As patient and payer needs continue to change, verifiable data in clinical practice is more important than ever. Understanding the scope of venous disease, the most effective treatment options and how those options affect quality of life for patients, improves care and patients’ lives, as well as allowing for engagement with payers, policy-makers and the public.
“There are tremendous pressures in our specialty – disease states that are unrecognized, patient outcomes are largely nonexistent, and declining reimbursement for procedures,” states Dr. Marlin Schul. “Additionally, the patient’s voice is critical. When captured, this allows us to identify both the quality of life and economic benefit as perceived by our patients.”
Led by Drs. Marlin Schul and Willy Chi, the ACP PRO Venous Registry is the only dedicated venous research database populated with data from participating practice electronic medical records (EMR) systems. While eliminating redundant manual entry, the registry also provides more than 600 data fields specific to deep and superficial venous disease. The registry represents the most comprehensive picture of vein care through the collection of both physician and patient reported data. As science advances, the system will grow without limitations, allowing an infinite number of new diagnoses, procedures and treatments to be added quickly and easily for future use.

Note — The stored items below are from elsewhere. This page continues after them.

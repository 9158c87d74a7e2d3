//! idxmngr REST API
//!
//! HTTP API layer for the index manager, built with Axum.
//!
//! # Endpoints
//!
//! ## Index
//! - `POST /api/index/list` - List indexes, optionally per network
//! - `POST /api/index/info` - One index with its counters
//! - `POST /api/index/create` - Register an index
//!
//! ## Search
//! - `POST /api/index/search` - Comparison or range search, returns tx ids
//!
//! ## Insert
//! - `POST /api/index/insert` - Single record
//! - `POST /api/index/insert/batch` - Batch of records
//! - `GET /api/index/insert/stream` - WebSocket stream of batches
//!
//! ## Health
//! - `GET /health/live` - Liveness probe
//! - `GET /health/ready` - Readiness probe
//! - `GET /health` - Full health status
//!
//! Read endpoints run under the request timeout. Writes are bounded by the
//! service's operation deadline instead, so a batch always reports what it
//! committed.
//!
//! # Example
//!
//! ```rust,ignore
//! use idxmngr::api::{serve, ApiConfig, AppState};
//! use idxmngr::keys::KeyEncoder;
//! use idxmngr::service::{IndexService, ServiceConfig};
//! use std::sync::Arc;
//!
//! #[tokio::main]
//! async fn main() -> Result<(), Box<dyn std::error::Error>> {
//!     let service = IndexService::open(ServiceConfig::new("./data"), KeyEncoder::with_defaults())?;
//!     let config = ApiConfig::default();
//!
//!     let state = AppState::new(Arc::new(service), config.clone());
//!     serve(state, &config).await?;
//!
//!     Ok(())
//! }
//! ```

pub mod dto;
pub mod error;
pub mod extract;
pub mod routes;
pub mod state;

pub use error::{ApiError, ApiResult};
pub use state::{ApiConfig, AppState};

use axum::{
    extract::DefaultBodyLimit,
    http::{HeaderValue, StatusCode},
    middleware,
    response::{IntoResponse, Response},
    routing::{get, post},
    Router,
};
use std::sync::Arc;
use std::time::Duration;
use tower_http::{
    cors::{AllowOrigin, Any, CorsLayer},
    timeout::TimeoutLayer,
    trace::TraceLayer,
};

use crate::service::ServiceError;
use crate::stream::stream_insert_handler;

/// Build the API router with all routes and middleware
pub fn build_router(state: AppState) -> Router {
    let timeout = Duration::from_secs(state.config.request_timeout_secs.max(1));

    let read_routes = Router::new()
        .route("/list", post(routes::index::list_indexes))
        .route("/info", post(routes::index::index_info))
        .route("/search", post(routes::search::search_index))
        .layer(TimeoutLayer::new(timeout))
        .layer(middleware::map_response(move |response: Response| {
            request_timeout_response(response, timeout)
        }));

    // Not cut off by the request timeout
    let write_routes = Router::new()
        .route("/create", post(routes::index::create_index))
        .route("/insert", post(routes::insert::insert_single))
        .route("/insert/batch", post(routes::insert::insert_batch));

    let index_routes = read_routes
        .merge(write_routes)
        .layer(DefaultBodyLimit::max(state.config.max_body_size))
        // Streaming inserts
        .route("/insert/stream", get(stream_insert_handler));

    let health_routes = Router::new()
        .route("/live", get(routes::health::liveness))
        .route("/ready", get(routes::health::readiness))
        .route("/", get(routes::health::full_health));

    let cors = cors_layer(&state.config.cors_origins);

    // Create shared state
    let shared_state = Arc::new(state);

    Router::new()
        .nest("/api/index", index_routes)
        .nest("/health", health_routes)
        .layer(TraceLayer::new_for_http())
        .layer(cors)
        .with_state(shared_state)
}

/// Give the timeout layer's bare 408 the error envelope
async fn request_timeout_response(response: Response, limit: Duration) -> Response {
    if response.status() != StatusCode::REQUEST_TIMEOUT {
        return response;
    }
    ApiError::from(ServiceError::Timeout {
        operation: "request".to_string(),
        elapsed_ms: limit.as_millis() as u64,
        committed: None,
    })
    .into_response()
}

fn cors_layer(origins: &[String]) -> CorsLayer {
    if origins.is_empty() {
        return CorsLayer::permissive();
    }

    let origins: Vec<HeaderValue> = origins
        .iter()
        .filter_map(|origin| match origin.parse::<HeaderValue>() {
            Ok(value) => Some(value),
            Err(_) => {
                tracing::warn!(origin = %origin, "Ignoring invalid CORS origin");
                None
            }
        })
        .collect();

    CorsLayer::new()
        .allow_origin(AllowOrigin::list(origins))
        .allow_methods(Any)
        .allow_headers(Any)
}

/// Start the API server
pub async fn serve(state: AppState, config: &ApiConfig) -> Result<(), ApiError> {
    let router = build_router(state);

    let addr = config.addr();
    let listener = tokio::net::TcpListener::bind(&addr).await?;

    tracing::info!(addr = %addr, "idxmngr API listening");

    axum::serve(listener, router)
        .with_graceful_shutdown(shutdown_signal())
        .await
        .map_err(|e| ApiError::Internal(format!("Server error: {}", e)))?;

    tracing::info!("idxmngr API shut down gracefully");
    Ok(())
}

/// Wait for shutdown signal
async fn shutdown_signal() {
    let ctrl_c = async {
        if let Err(e) = tokio::signal::ctrl_c().await {
            tracing::error!(error = %e, "Failed to install Ctrl+C handler");
            std::future::pending::<()>().await;
        }
    };

    #[cfg(unix)]
    let terminate = async {
        match tokio::signal::unix::signal(tokio::signal::unix::SignalKind::terminate()) {
            Ok(mut signal) => {
                signal.recv().await;
            }
            Err(e) => {
                tracing::error!(error = %e, "Failed to install signal handler");
                std::future::pending::<()>().await;
            }
        }
    };

    #[cfg(not(unix))]
    let terminate = std::future::pending::<()>();

    tokio::select! {
        _ = ctrl_c => {},
        _ = terminate => {},
    }

    tracing::info!("Shutdown signal received, starting graceful shutdown");
}
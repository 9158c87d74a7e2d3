//! idxmngr Index Catalog
//!
//! Registry of index definitions keyed by (network, indexId):
//!
//! - **types**: `IndexDefinition`, `IndexCounters`, `CatalogEntry`
//! - **file**: per-network `config.yaml` format
//! - **registry**: `IndexCatalog` lookup and persistence
//! - **error**: error types

pub mod error;
pub mod file;
pub mod registry;
pub mod types;

pub use error::{CatalogError, CatalogResult};
pub use file::{CatalogFile, CatalogItem, CATALOG_FILE_NAME};
pub use registry::{IndexCatalog, INDEX_FILE_EXTENSION};
pub use types::{CatalogEntry, IndexCounters, IndexDefinition};
//! API Error Types
//!
//! Maps service errors to HTTP responses. Every error body uses the
//! response envelope with `success: false`.

use axum::{
    extract::rejection::JsonRejection,
    http::StatusCode,
    response::{IntoResponse, Response},
    Json,
};
use serde::Serialize;
use thiserror::Error;

use crate::service::ServiceError;

/// API error types
#[derive(Error, Debug)]
pub enum ApiError {
    /// Error from the index service
    #[error(transparent)]
    Service(#[from] ServiceError),

    /// Internal server error
    #[error("Internal error: {0}")]
    Internal(String),

    /// IO error
    #[error("IO error: {0}")]
    Io(#[from] std::io::Error),
}

/// Error response body
#[derive(Debug, Serialize)]
pub struct ErrorResponse {
    pub success: bool,
    pub error: String,
    pub code: String,
    pub request_id: String,
    /// Records committed before the operation stopped
    #[serde(skip_serializing_if = "Option::is_none")]
    pub committed: Option<u64>,
}

impl ApiError {
    /// Malformed or incomplete request
    pub fn invalid_query(message: impl Into<String>) -> Self {
        ApiError::Service(ServiceError::InvalidQuery(message.into()))
    }

    pub fn status_and_code(&self) -> (StatusCode, &'static str) {
        match self {
            ApiError::Service(e) => {
                let status = match e {
                    ServiceError::IndexNotFound(_) => StatusCode::NOT_FOUND,
                    ServiceError::AlreadyExists { .. } => StatusCode::CONFLICT,
                    ServiceError::Encoding(_) => StatusCode::UNPROCESSABLE_ENTITY,
                    ServiceError::InvalidQuery(_) => StatusCode::BAD_REQUEST,
                    ServiceError::Timeout { .. } => StatusCode::GATEWAY_TIMEOUT,
                    ServiceError::Io { .. } => StatusCode::INTERNAL_SERVER_ERROR,
                };
                (status, e.code())
            }
            ApiError::Internal(_) => (StatusCode::INTERNAL_SERVER_ERROR, "INTERNAL_ERROR"),
            ApiError::Io(_) => (StatusCode::INTERNAL_SERVER_ERROR, "IO_ERROR"),
        }
    }

    fn committed(&self) -> Option<u64> {
        match self {
            ApiError::Service(ServiceError::Io { committed, .. })
            | ApiError::Service(ServiceError::Timeout { committed, .. }) => *committed,
            _ => None,
        }
    }
}

impl IntoResponse for ApiError {
    fn into_response(self) -> Response {
        let (status, code) = self.status_and_code();
        let request_id = uuid::Uuid::new_v4().to_string();

        if status.is_server_error() {
            tracing::error!(
                request_id = %request_id,
                error_code = %code,
                error_message = %self,
                "API error occurred"
            );
        } else {
            tracing::warn!(
                request_id = %request_id,
                error_code = %code,
                error_message = %self,
                "Request rejected"
            );
        }

        let body = ErrorResponse {
            success: false,
            error: self.to_string(),
            code: code.to_string(),
            request_id,
            committed: self.committed(),
        };

        (status, Json(body)).into_response()
    }
}

impl From<JsonRejection> for ApiError {
    fn from(rejection: JsonRejection) -> Self {
        ApiError::invalid_query(rejection.body_text())
    }
}

/// Result type for API operations
pub type ApiResult<T> = Result<T, ApiError>;

#[cfg(test)]
mod tests {
    use super::*;
    use crate::keys::EncodingError;

    #[test]
    fn test_status_mapping() {
        let cases = [
            (
                ServiceError::IndexNotFound("x".into()),
                StatusCode::NOT_FOUND,
            ),
            (
                ServiceError::AlreadyExists {
                    network: "n".into(),
                    index_id: "i".into(),
                },
                StatusCode::CONFLICT,
            ),
            (
                ServiceError::Encoding(EncodingError::MissingField("f".into())),
                StatusCode::UNPROCESSABLE_ENTITY,
            ),
            (
                ServiceError::InvalidQuery("q".into()),
                StatusCode::BAD_REQUEST,
            ),
            (
                ServiceError::Timeout {
                    operation: "search".into(),
                    elapsed_ms: 5,
                    committed: None,
                },
                StatusCode::GATEWAY_TIMEOUT,
            ),
            (
                ServiceError::io("idx", "disk gone"),
                StatusCode::INTERNAL_SERVER_ERROR,
            ),
        ];

        for (err, expected) in cases {
            let (status, _) = ApiError::from(err).status_and_code();
            assert_eq!(status, expected);
        }
    }

    #[test]
    fn test_committed_reported() {
        let err = ApiError::from(ServiceError::Timeout {
            operation: "insert".into(),
            elapsed_ms: 10,
            committed: Some(3),
        });
        assert_eq!(err.committed(), Some(3));
        assert_eq!(ApiError::invalid_query("v").committed(), None);
    }

    #[test]
    fn test_invalid_query_code() {
        let (status, code) = ApiError::invalid_query("missing IndexID").status_and_code();
        assert_eq!(status, StatusCode::BAD_REQUEST);
        assert_eq!(code, "INVALID_QUERY");
    }
}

ACP PRO Venous Registry data provides investigators and practitioners valuable insight into diagnostic and treatment efficacy through:
• Treatment outcome benchmarks
• Venous disease patient demographics
• Quality of Life (QoL) indicators based on treatment options
• Accurate and comprehensive vein care statistics
• Commonalities in treatment protocols
The database now contains more than 19,000 unique patients and 77,000 patient records from 99 physicians in 90 locations. With data from Vein Clinics of America, and discussions to add Centers for Vein Restoration (CVR) and Circulatory Centers, along with three certified EMR vendors – StreamlineMD, Aprima, and Medstreaming – the data is available, which can be utilized to conduct meaningful, evidence-based research.
Dr. Chi is the first to utilize the registry resources with a study entitled, “Health Related Quality of Life Questionnaire in Compression Therapy and Epidemiological Pattern of Registry Participants”. He presented his findings at the ACP Annual Congress this past November. The study will be published in Phlebology Journal later this year.
“If you are serious about veins and wish to continue to be reimbursed for your work, you should seriously consider registry participation that will allow you to not only easily capture your data, but will also allow patient involvement,” states Dr. Schul.